In Slaviansk, a town of over 100,000 people around 100 km from Donestk that was taken by the separatists then administered by them between April and July 2014, the political elite associated with the Party of Regions mostly sustained itself in power. But it required central-state-level support to preserve security and public order, and to obtain any budgetary support. Further, in order to keep this region under its control, the government had to find new local allies among those who were at the time close to the Party of Regions and were affiliated to businessmen. The Presidency and government’s interlocutor is the regional administration based in Kramatorsk, 20km from Slaviansk, with which local authorities have to compromise. Slaviansk’s mayor, elected in 2015, is a former municipal councilor and a member of the Party of Regions. He enjoys close political relationships with a parliamentarian and businesswoman from the Opposition Bloc. Clientelist practices persist and are denounced by a minority of activists who invoke the revolution’s legacy and pressure local authorities to obtain greater transparency within the municipal budget and decision-making. These activists are often backed by a handful of newly-elected municipal councilors in favor of reforms. Starting online petitions for certain issues to be debated in the municipal council is considered progress in promoting citizen participation in local political life. But transformations are slow, in a region in which government intervention cannot be avoided to extract such benefits as refurbishing a stairwell or a children’s playground. To show their disapproval and press their claims, civil society activists also organize demonstrations prior to meetings of the municipal council.
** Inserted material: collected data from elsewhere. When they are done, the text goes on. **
//! One-shot funds reserve and capped team allocation.
//!
//! Like a settlement idempotency guard: the funds reserve can be paid out
//! exactly once, and the team counter only ever grows up to its cap.
//! Checks and commits are split so the token can run every fallible step
//! of an operation before the first write.

use serde::{Deserialize, Serialize};

use saifu_types::{math, Amount, Result, SaifuError};

/// Reservation flags and counters.
#[derive(Debug, Clone, PartialEq, Eq, Serialize, Deserialize)]
pub struct ReservationState {
    /// Size of the one-shot funds payout.
    funds_reserve: Amount,
    /// Whether the funds payout has happened.
    funds_reserved: bool,
    /// Cap on cumulative team reservations.
    team_cap: Amount,
    /// Cumulative team reservations so far.
    already_reserved_for_team: Amount,
}

impl ReservationState {
    #[must_use]
    pub fn new(funds_reserve: Amount, team_cap: Amount) -> Self {
        Self {
            funds_reserve,
            funds_reserved: false,
            team_cap,
            already_reserved_for_team: Amount::zero(),
        }
    }

    /// Rebuild from persisted values.
    ///
    /// # Errors
    /// Returns `CapExceeded` if the persisted team total is above the cap.
    pub fn restore(
        funds_reserve: Amount,
        funds_reserved: bool,
        team_cap: Amount,
        already_reserved_for_team: Amount,
    ) -> Result<Self> {
        if already_reserved_for_team > team_cap {
            return Err(SaifuError::CapExceeded {
                requested: Amount::zero(),
                already: already_reserved_for_team,
                cap: team_cap,
            });
        }
        Ok(Self {
            funds_reserve,
            funds_reserved,
            team_cap,
            already_reserved_for_team,
        })
    }

    #[must_use]
    pub fn funds_reserve(&self) -> Amount {
        self.funds_reserve
    }

    #[must_use]
    pub fn is_funds_reserved(&self) -> bool {
        self.funds_reserved
    }

    #[must_use]
    pub fn team_cap(&self) -> Amount {
        self.team_cap
    }

    #[must_use]
    pub fn already_reserved_for_team(&self) -> Amount {
        self.already_reserved_for_team
    }

    /// Team allocation still available under the cap.
    #[must_use]
    pub fn team_remaining(&self) -> Amount {
        self.team_cap.saturating_sub(self.already_reserved_for_team)
    }

    /// Fail if the funds reserve was already paid out.
    pub fn check_funds(&self) -> Result<()> {
        if self.funds_reserved {
            return Err(SaifuError::AlreadyReserved);
        }
        Ok(())
    }

    /// Mark the funds reserve as paid. Irreversible.
    pub fn mark_funds_reserved(&mut self) {
        self.funds_reserved = true;
    }

    /// Compute the team total after reserving `amount`, without committing.
    ///
    /// # Errors
    /// Returns `CapExceeded` if the new total exceeds the cap, including
    /// when the addition itself overflows.
    pub fn check_team(&self, amount: Amount) -> Result<Amount> {
        let exceeded = || SaifuError::CapExceeded {
            requested: amount,
            already: self.already_reserved_for_team,
            cap: self.team_cap,
        };
        let total = math::checked_add(self.already_reserved_for_team, amount)
            .map_err(|_| exceeded())?;
        if total > self.team_cap {
            return Err(exceeded());
        }
        Ok(total)
    }

    /// Commit a total previously returned by [`check_team`](Self::check_team).
    pub fn commit_team(&mut self, total: Amount) {
        debug_assert!(total >= self.already_reserved_for_team && total <= self.team_cap);
        self.already_reserved_for_team = total;
    }
}

#[cfg(test)]
mod tests {
    use super::*;

    fn amt(n: u64) -> Amount {
        Amount::from(n)
    }

    #[test]
    fn funds_reserve_is_one_shot() {
        let mut rs = ReservationState::new(amt(20), amt(50));
        assert!(rs.check_funds().is_ok());
        rs.mark_funds_reserved();
        assert_eq!(rs.check_funds().unwrap_err(), SaifuError::AlreadyReserved);
        assert!(rs.is_funds_reserved());
    }

    #[test]
    fn team_accumulates_up_to_cap() {
        let mut rs = ReservationState::new(amt(20), amt(50));
        let total = rs.check_team(amt(30)).unwrap();
        rs.commit_team(total);
        let total = rs.check_team(amt(20)).unwrap();
        rs.commit_team(total);
        assert_eq!(rs.already_reserved_for_team(), amt(50));
        assert_eq!(rs.team_remaining(), Amount::zero());
    }

    #[test]
    fn team_over_cap_rejected_without_change() {
        let mut rs = ReservationState::new(amt(20), amt(50));
        let total = rs.check_team(amt(40)).unwrap();
        rs.commit_team(total);

        let err = rs.check_team(amt(11)).unwrap_err();
        assert_eq!(
            err,
            SaifuError::CapExceeded {
                requested: amt(11),
                already: amt(40),
                cap: amt(50),
            }
        );
        assert_eq!(rs.already_reserved_for_team(), amt(40));
    }

    #[test]
    fn team_overflow_reports_cap_exceeded() {
        let mut rs = ReservationState::new(amt(0), Amount::MAX);
        let total = rs.check_team(amt(1)).unwrap();
        rs.commit_team(total);
        let err = rs.check_team(Amount::MAX).unwrap_err();
        assert!(matches!(err, SaifuError::CapExceeded { .. }));
    }

    #[test]
    fn restore_rejects_total_above_cap() {
        assert!(ReservationState::restore(amt(1), true, amt(5), amt(6)).is_err());
        let rs = ReservationState::restore(amt(1), true, amt(5), amt(5)).unwrap();
        assert!(rs.is_funds_reserved());
        assert_eq!(rs.already_reserved_for_team(), amt(5));
    }
}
In the areas of the Donbass under Ukrainian administration, civil society is also very active in humanitarian aid, whether with respect to IDPs or to people living near the Line of Contact that stretches for nearly 400km and passes through many villages. Many of the inhabitants, especially the most vulnerable such as the elderly, have been unable to leave the region given the lack of a policy to evacuate civilians from the combat zones. Humanitarian aid is currently managed from the areas in which no fighting takes place, with local or international NGOs distributing food rations, medicine and clothes and reconstructing buildings. Strong mobilization is also displayed by mutual help initiatives at the local level. In Slaviansk for instance, where a Protestant community settled at the beginning of the 1990s, several churches that previously conducted activities to integrate orphans or rehabilitate drug users have mobilized since the onset of the conflict to evacuate residents of towns and villages under bombardment, assist IDPs and those who live next to the Line of Contact. They currently go to the small towns close to the frontline every week, to provide humanitarian assistance to residents who chose not to leave their homes despite the fighting.